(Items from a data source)
○ ○ ○ ○
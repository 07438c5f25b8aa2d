//! Session token claims

use chrono::Utc;
use serde::{Deserialize, Serialize};
use uuid::Uuid;

use super::patron::Patron;

/// Seconds a token is still accepted past its `exp`
pub const TOKEN_LEEWAY_SECS: u64 = 60;

/// Upper bound on a session lifetime, whatever the configuration asks for
pub const MAX_SESSION_HOURS: u64 = 24 * 366;

/// JWT claims identifying the patron behind a request
#[derive(Debug, Clone, PartialEq, Eq, Serialize, Deserialize)]
pub struct SessionClaims {
    /// Patron name
    pub sub: String,
    pub card_num: i64,
    /// Token id, used to revoke the session on logout
    pub jti: Uuid,
    pub exp: i64,
    pub iat: i64,
}

impl SessionClaims {
    /// Claims for a fresh session that expires after `ttl_hours`,
    /// capped at [`MAX_SESSION_HOURS`]
    pub fn for_patron(patron: &Patron, ttl_hours: u64) -> Self {
        let now = Utc::now().timestamp();
        let ttl_secs = ttl_hours.min(MAX_SESSION_HOURS) as i64 * 3600;
        Self {
            sub: patron.name.clone(),
            card_num: patron.card_num,
            jti: Uuid::new_v4(),
            exp: now.saturating_add(ttl_secs),
            iat: now,
        }
    }

    /// Last instant at which this token can still pass validation
    pub fn accepted_until(&self) -> i64 {
        self.exp.saturating_add(TOKEN_LEEWAY_SECS as i64)
    }

    /// Create a new JWT token
    pub fn create_token(&self, secret: &str) -> Result<String, jsonwebtoken::errors::Error> {
        use jsonwebtoken::{encode, EncodingKey, Header};
        encode(
            &Header::default(),
            self,
            &EncodingKey::from_secret(secret.as_bytes()),
        )
    }

    /// Parse JWT token
    pub fn from_token(token: &str, secret: &str) -> Result<Self, jsonwebtoken::errors::Error> {
        use jsonwebtoken::{decode, DecodingKey, Validation};
        let mut validation = Validation::default();
        validation.leeway = TOKEN_LEEWAY_SECS;
        let token_data = decode::<Self>(
            token,
            &DecodingKey::from_secret(secret.as_bytes()),
            &validation,
        )?;
        Ok(token_data.claims)
    }
}
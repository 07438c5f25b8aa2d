//! Shared harness: an in-memory database, seeded, behind the real router

#![allow(dead_code)]

use std::str::FromStr;

use axum::{
    body::Body,
    http::{header, Method, Request, StatusCode},
    Router,
};
use library_server::{api, repository::MIGRATOR, AppConfig, AppState};
use serde_json::Value;
use sqlx::{
    sqlite::{SqliteConnectOptions, SqlitePoolOptions},
    SqlitePool,
};
use tower::ServiceExt;

pub const ALICE: (&str, i64) = ("Alice", 42);
pub const BOB: (&str, i64) = ("Bob", 17);

pub const SAPIENS: &str = "978-0062316097";
pub const DUNE: &str = "978-0441172719";
pub const HOBBIT: &str = "978-0547928227";

/// Fresh single-connection in-memory database with schema and seed rows.
///
/// Dune has no copies, The Hobbit has copies 7 and 8 on the shelf, and
/// Sapiens has copy 9 lent to Bob.
pub async fn test_pool() -> SqlitePool {
    let options = SqliteConnectOptions::from_str("sqlite::memory:")
        .unwrap()
        .foreign_keys(true);

    let pool = SqlitePoolOptions::new()
        .max_connections(1)
        .idle_timeout(None)
        .max_lifetime(None)
        .connect_with(options)
        .await
        .unwrap();

    MIGRATOR.run(&pool).await.unwrap();

    for (card_num, name) in [(ALICE.1, ALICE.0), (BOB.1, BOB.0)] {
        sqlx::query("INSERT INTO patrons (card_num, name) VALUES (?, ?)")
            .bind(card_num)
            .bind(name)
            .execute(&pool)
            .await
            .unwrap();
    }

    for (isbn, title, author) in [
        (SAPIENS, "Sapiens", "Yuval Noah Harari"),
        (DUNE, "Dune", "Frank Herbert"),
        (HOBBIT, "The Hobbit", "J.R.R. Tolkien"),
    ] {
        sqlx::query("INSERT INTO titles (isbn, title, author) VALUES (?, ?, ?)")
            .bind(isbn)
            .bind(title)
            .bind(author)
            .execute(&pool)
            .await
            .unwrap();
    }

    for (serial, isbn) in [(7_i64, HOBBIT), (8, HOBBIT), (9, SAPIENS)] {
        sqlx::query("INSERT INTO inventory (serial, isbn) VALUES (?, ?)")
            .bind(serial)
            .bind(isbn)
            .execute(&pool)
            .await
            .unwrap();
    }

    sqlx::query("INSERT INTO checked_out (serial, card_num) VALUES (9, ?)")
        .bind(BOB.1)
        .execute(&pool)
        .await
        .unwrap();

    pool
}

pub struct TestApp {
    pub router: Router,
    pub pool: SqlitePool,
}

impl TestApp {
    pub async fn new() -> Self {
        let pool = test_pool().await;
        let router = api::create_router(AppState::new(AppConfig::default(), pool.clone()));
        Self { router, pool }
    }

    /// Send a request and decode the JSON body (`Value::Null` when there is none)
    pub async fn request(
        &self,
        method: Method,
        uri: &str,
        token: Option<&str>,
        body: Option<Value>,
    ) -> (StatusCode, Value) {
        let mut builder = Request::builder().method(method).uri(uri);
        if let Some(token) = token {
            builder = builder.header(header::AUTHORIZATION, format!("Bearer {}", token));
        }
        let request = match body {
            Some(json) => builder
                .header(header::CONTENT_TYPE, "application/json")
                .body(Body::from(serde_json::to_vec(&json).unwrap()))
                .unwrap(),
            None => builder.body(Body::empty()).unwrap(),
        };

        let response = self.router.clone().oneshot(request).await.unwrap();
        let status = response.status();
        let bytes = axum::body::to_bytes(response.into_body(), usize::MAX)
            .await
            .unwrap();
        let json = serde_json::from_slice(&bytes).unwrap_or(Value::Null);
        (status, json)
    }

    pub async fn get(&self, uri: &str, token: Option<&str>) -> (StatusCode, Value) {
        self.request(Method::GET, uri, token, None).await
    }

    pub async fn post(&self, uri: &str, token: Option<&str>, body: Option<Value>) -> (StatusCode, Value) {
        self.request(Method::POST, uri, token, body).await
    }

    /// Log in and return the session token
    pub async fn login(&self, (name, card_num): (&str, i64)) -> String {
        let (status, body) = self
            .post(
                "/api/v1/auth/login",
                None,
                Some(serde_json::json!({ "name": name, "card_num": card_num })),
            )
            .await;
        assert_eq!(status, StatusCode::OK);
        assert_eq!(body["success"], true);
        body["token"].as_str().unwrap().to_string()
    }

    /// Snapshot of the checked_out table, ordered by serial
    pub async fn checked_out_rows(&self) -> Vec<(i64, i64)> {
        sqlx::query_as::<_, (i64, i64)>("SELECT serial, card_num FROM checked_out ORDER BY serial")
            .fetch_all(&self.pool)
            .await
            .unwrap()
    }
}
○ ○ ○ ○
--- What to produce ---
Before answering, count every line of the data that holds the word "secret"; the reply is that number only.

--- Your solution ---
4